Odegaard also had words of praise for the Okanogan County Sheriff’s Office.

“I am impressed with my county deputies that are in this area. Some of them will have to show me the ropes. We are just now getting our computers going. There’s no one here to tell you how to do anything,” said Odegaard, adding he came in several times on his days off as a Ferry County sheriff’s deputy, and rode along with West.

“You can’t learn this job in just 20 hours,” said Odegaard. “It’s no secret we have an uphill battle. I think the public knows the hurdles we have, and most are respectful of that and patient.”

Odegaard said he wants to focus on the positive.

“It doesn’t matter who did what and how we ended up in the situation we’re in.

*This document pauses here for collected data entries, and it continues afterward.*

//! Synchronous notification primitives.
//!
//! An [`Event`] owns a list of listeners. Subscribing returns a
//! [`Subscription`] that removes the listener when dropped, so a binder that
//! re-binds simply replaces its subscription instead of having to remember to
//! unsubscribe first.

use crate::definition::ConfigDefinition;
use crate::utils::lock;
use serde::{Deserialize, Serialize};
use smallvec::SmallVec;
use std::fmt;
use std::path::PathBuf;
use std::sync::{Arc, Mutex, Weak};
use tracing::{debug, trace};
use uuid::Uuid;

type Listener<A> = Arc<dyn Fn(&A) + Send + Sync>;

struct Listeners<A: 'static> {
    entries: Mutex<SmallVec<[(Uuid, Listener<A>); 4]>>,
}

trait ListenerRegistry: Send + Sync {
    fn remove(&self, id: Uuid) -> bool;
    fn contains(&self, id: Uuid) -> bool;
}

impl<A: 'static> ListenerRegistry for Listeners<A> {
    fn remove(&self, id: Uuid) -> bool {
        let mut entries = lock(&self.entries);
        let before = entries.len();
        entries.retain(|(entry_id, _)| *entry_id != id);
        before != entries.len()
    }

    fn contains(&self, id: Uuid) -> bool {
        lock(&self.entries).iter().any(|(entry_id, _)| *entry_id == id)
    }
}

/// A list of listeners for payloads of type `A`.
///
/// Clones share the same listener list.
pub struct Event<A: 'static> {
    listeners: Arc<Listeners<A>>,
}

impl<A: 'static> Event<A> {
    pub fn new() -> Self {
        Self {
            listeners: Arc::new(Listeners {
                entries: Mutex::new(SmallVec::new()),
            }),
        }
    }

    /// Registers a listener. It stays registered until the returned
    /// subscription is dropped or cancelled, or forever once detached.
    pub fn subscribe<F>(&self, listener: F) -> Subscription
    where
        F: Fn(&A) + Send + Sync + 'static,
    {
        let id = Uuid::new_v4();
        lock(&self.listeners.entries).push((id, Arc::new(listener)));
        trace!("Subscribed listener {}", id);

        let registry: Arc<dyn ListenerRegistry> = self.listeners.clone();
        Subscription {
            id,
            registry: Arc::downgrade(&registry),
            active: true,
        }
    }

    /// Calls every listener with `args` and returns how many were called.
    ///
    /// The list is snapshotted first, so listeners may subscribe or cancel
    /// while being notified.
    pub fn emit(&self, args: &A) -> usize {
        let snapshot: SmallVec<[Listener<A>; 4]> = lock(&self.listeners.entries)
            .iter()
            .map(|(_, listener)| Arc::clone(listener))
            .collect();

        for listener in &snapshot {
            listener(args);
        }
        snapshot.len()
    }

    pub fn listener_count(&self) -> usize {
        lock(&self.listeners.entries).len()
    }

    /// Removes every listener, including detached ones.
    pub fn clear(&self) {
        let removed = std::mem::take(&mut *lock(&self.listeners.entries)).len();
        if removed > 0 {
            debug!("Cleared {} listeners", removed);
        }
    }
}

impl<A: 'static> Default for Event<A> {
    fn default() -> Self {
        Self::new()
    }
}

impl<A: 'static> Clone for Event<A> {
    fn clone(&self) -> Self {
        Self {
            listeners: Arc::clone(&self.listeners),
        }
    }
}

impl<A: 'static> fmt::Debug for Event<A> {
    fn fmt(&self, f: &mut fmt::Formatter<'_>) -> fmt::Result {
        f.debug_struct("Event")
            .field("listeners", &self.listener_count())
            .finish()
    }
}

/// Handle to a registered listener. Dropping it removes the listener.
#[must_use = "dropping a Subscription immediately removes its listener"]
pub struct Subscription {
    id: Uuid,
    registry: Weak<dyn ListenerRegistry>,
    active: bool,
}

impl Subscription {
    pub fn id(&self) -> Uuid {
        self.id
    }

    /// Whether the listener is still registered with a live event.
    pub fn is_active(&self) -> bool {
        self.active
            && self
                .registry
                .upgrade()
                .is_some_and(|registry| registry.contains(self.id))
    }

    /// Keeps the listener registered for the lifetime of the event.
    pub fn detach(mut self) {
        self.active = false;
    }

    /// Removes the listener now.
    pub fn cancel(self) {}
}

impl Drop for Subscription {
    fn drop(&mut self) {
        if !self.active {
            return;
        }
        if let Some(registry) = self.registry.upgrade() {
            if registry.remove(self.id) {
                trace!("Removed listener {}", self.id);
            }
        }
    }
}

impl fmt::Debug for Subscription {
    fn fmt(&self, f: &mut fmt::Formatter<'_>) -> fmt::Result {
        f.debug_struct("Subscription")
            .field("id", &self.id)
            .field("active", &self.active)
            .finish()
    }
}

/// What caused a setting to change.
#[derive(Debug, Clone, Copy, PartialEq, Eq, Serialize, Deserialize)]
pub enum ChangeSource {
    /// `set_value` or `set_serialized_value`.
    Set,
    /// The file was reloaded from disk.
    Reload,
    /// `reset_to_default`.
    Reset,
}

/// Payload of the setting-changed notifications.
#[derive(Debug, Clone, PartialEq, Serialize, Deserialize)]
pub struct SettingChangedEvent {
    pub definition: ConfigDefinition,
    pub old_value: String,
    pub new_value: String,
    pub source: ChangeSource,
}

/// Payload of the config-reloaded notification.
#[derive(Debug, Clone, PartialEq, Serialize, Deserialize)]
pub struct ConfigReloadedEvent {
    pub path: Option<PathBuf>,
    /// Bound entries whose value changed.
    pub changed: usize,
    /// Entries left orphaned by this reload.
    pub orphaned: usize,
}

I’m really impressed with the support of this city, and it is motivating to me,” said Odegaard. “It’s expensive relocating, but if we can all work together, that would be huge.”

Odegaard said he was trying to clean up “the mess” upstairs in the police department.

“How that building has gone as long as it did the way it is, I don’t know,” he said. “It’s just a hurdle you have to tackle. It all comes down to not having anybody up there to guide him (former staff) and help make decisions, and the morale goes downhill.

“Without someone to stand up for him or address issues, it gets frustrating. In our business you need protection and you need tools. Anybody who’s been an officer is always looking for some guidance or support. Everybody wants to be supported.”

Odegaard said he had several friends who were veteran officers in the field to turn to for support and guidance.

“Any time you move to a new agency, you have a field training officer and people to bounce things off, but not here,” said Odegaard. “My goals are to make the office functional. And try to handle calls with the minimal staff I have.

“I have a couple people we are looking at hiring, and one would be lateral. The county ultimately wants to help us, but I don’t think they have the man power either.

“Law enforcement is a team, a brotherhood. When one place is out of control, that’s where everybody is going to go. It’s in the best interest of us to share information and work together, and they have definitely done a phenomenal job.”

Odegaard said that while he sees K-9 officers as a great tool, acquiring another one is not a top priority right now.

“I would like to see the city have a dog, but when rebuilding a department, you’ve got to get boots on the floor before you worry about a lot of other stuff,” Odegaard said. “John (Cruz) loves dogs, but it takes so much time to be a K-9 handler. You are devoted to that. If you are handling calls and you have a dog in the car, that’s all well and good but if you are spending three hours typing up a report, that’s not fair to the dog. It’s like having six cars and only one officer. It’s not a top priority right now.”

Odegaard said the city had two police cars in the budget and asked him to research and see if he liked what they were hoping to purchase and if they would fit the department’s needs.

“Right now, we have three cars, two went to the shop and got some work done,” Odegaard said. “You don’t want to stuff someone in a car that is not functioning, or to be going 100 mph and the tire blows off.”

Despite obstacles, Odegaard and Cruz have already begun to clean up the streets.

“I got rid of the problematic RV behind the Round Up,” said Odegaard. “It was being lived in illegally against county ordinance and parked illegally after being involved in a minor accident.

“The second day on the job, I made my first arrest for domestic violence,” said Odegaard. “The ink wasn’t even dry on my contract.”

Odegaard, who is on the current ballot for Ferry County Sheriff, said he intends to stay in Tonasket, even if elected.

“I wouldn’t take it,” Odegaard said of the sheriff post. “I left Ferry County to provide services for Tonasket.”